What the task requires -
Set the entries down again exactly; none may be skipped.

[Data excerpts]
####################

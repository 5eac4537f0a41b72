use glam::{Mat4, Quat, Vec3};

#[derive(Debug, Clone, Copy, PartialEq)]
pub struct Pose {
    pub translation: Vec3,
    pub rotation: Quat,
    pub scale: Vec3,
}

impl Default for Pose {
    fn default() -> Self {
        Self::IDENTITY
    }
}

impl Pose {
    pub const IDENTITY: Self = Self {
        translation: Vec3::ZERO,
        rotation: Quat::IDENTITY,
        scale: Vec3::ONE,
    };

    pub fn from_translation(translation: Vec3) -> Self {
        Self {
            translation,
            ..Self::IDENTITY
        }
    }

    pub fn from_translation_rotation(translation: Vec3, rotation: Quat) -> Self {
        Self {
            translation,
            rotation,
            scale: Vec3::ONE,
        }
    }

    pub fn with_scale(mut self, scale: Vec3) -> Self {
        self.scale = scale;
        self
    }

    pub fn to_matrix(&self) -> Mat4 {
        Mat4::from_scale_rotation_translation(self.scale, self.rotation, self.translation)
    }

    pub fn from_matrix(matrix: &Mat4) -> Self {
        let (scale, rotation, translation) = matrix.to_scale_rotation_translation();
        Self {
            translation,
            rotation: rotation.normalize(),
            scale,
        }
    }

    /// Expresses `world` in the frame whose world transform is `frame_world`.
    pub fn relative_to(world: &Pose, frame_world: &Mat4) -> Self {
        Self::from_matrix(&(frame_world.inverse() * world.to_matrix()))
    }

    pub fn approx_eq(&self, other: &Pose, epsilon: f32) -> bool {
        self.translation.abs_diff_eq(other.translation, epsilon)
            && self.scale.abs_diff_eq(other.scale, epsilon)
            && self.rotation.dot(other.rotation).abs() >= 1.0 - epsilon
    }
}
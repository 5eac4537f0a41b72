pub(crate) mod bootstrap;
pub(crate) mod gameplay;
pub(crate) mod loop_runner;
pub(crate) mod script;
mod input;
mod level;

pub use input::{DesktopInput, FrameInput, HandInput};
pub use level::{FrameReport, LevelRuntime, PlayerRig};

####################

Output below -
repository 5eac4537f0a41b72
use glam::{Mat4, Quat, Vec3};

#[derive(Debug, Clone, Copy, PartialEq)]
pub struct Pose {
    pub translation: Vec3,
    pub rotation: Quat,
    pub scale: Vec3,
}

impl Default for Pose {
    fn default() -> Self {
        Self::IDENTITY
    }
}

impl Pose {
    pub const IDENTITY: Self = Self {
        translation: Vec3::ZERO,
        rotation: Quat::IDENTITY,
        scale: Vec3::ONE,
    };

    pub fn from_translation(translation: Vec3) -> Self {
        Self {
            translation,
            ..Self::IDENTITY
        }
    }

    pub fn from_translation_rotation(translation: Vec3, rotation: Quat) -> Self {
        Self {
            translation,
            rotation,
            scale: Vec3::ONE,
        }
    }

    pub fn with_scale(mut self, scale: Vec3) -> Self {
        self.scale = scale;
        self
    }

    pub fn to_matrix(&self) -> Mat4 {
        Mat4::from_scale_rotation_translation(self.scale, self.rotation, self.translation)
    }

    pub fn from_matrix(matrix: &Mat4) -> Self {
        let (scale, rotation, translation) = matrix.to_scale_rotation_translation();
        Self {
            translation,
            rotation: rotation.normalize(),
            scale,
        }
    }

    /// Expresses `world` in the frame whose world transform is `frame_world`.
    pub fn relative_to(world: &Pose, frame_world: &Mat4) -> Self {
        Self::from_matrix(&(frame_world.inverse() * world.to_matrix()))
    }

    pub fn approx_eq(&self, other: &Pose, epsilon: f32) -> bool {
        self.translation.abs_diff_eq(other.translation, epsilon)
            && self.scale.abs_diff_eq(other.scale, epsilon)
            && self.rotation.dot(other.rotation).abs() >= 1.0 - epsilon
    }
}
repository 5eac4537f0a41b72
pub(crate) mod bootstrap;
pub(crate) mod gameplay;
pub(crate) mod loop_runner;
pub(crate) mod script;
mod input;
mod level;

pub use input::{DesktopInput, FrameInput, HandInput};
pub use level::{FrameReport, LevelRuntime, PlayerRig};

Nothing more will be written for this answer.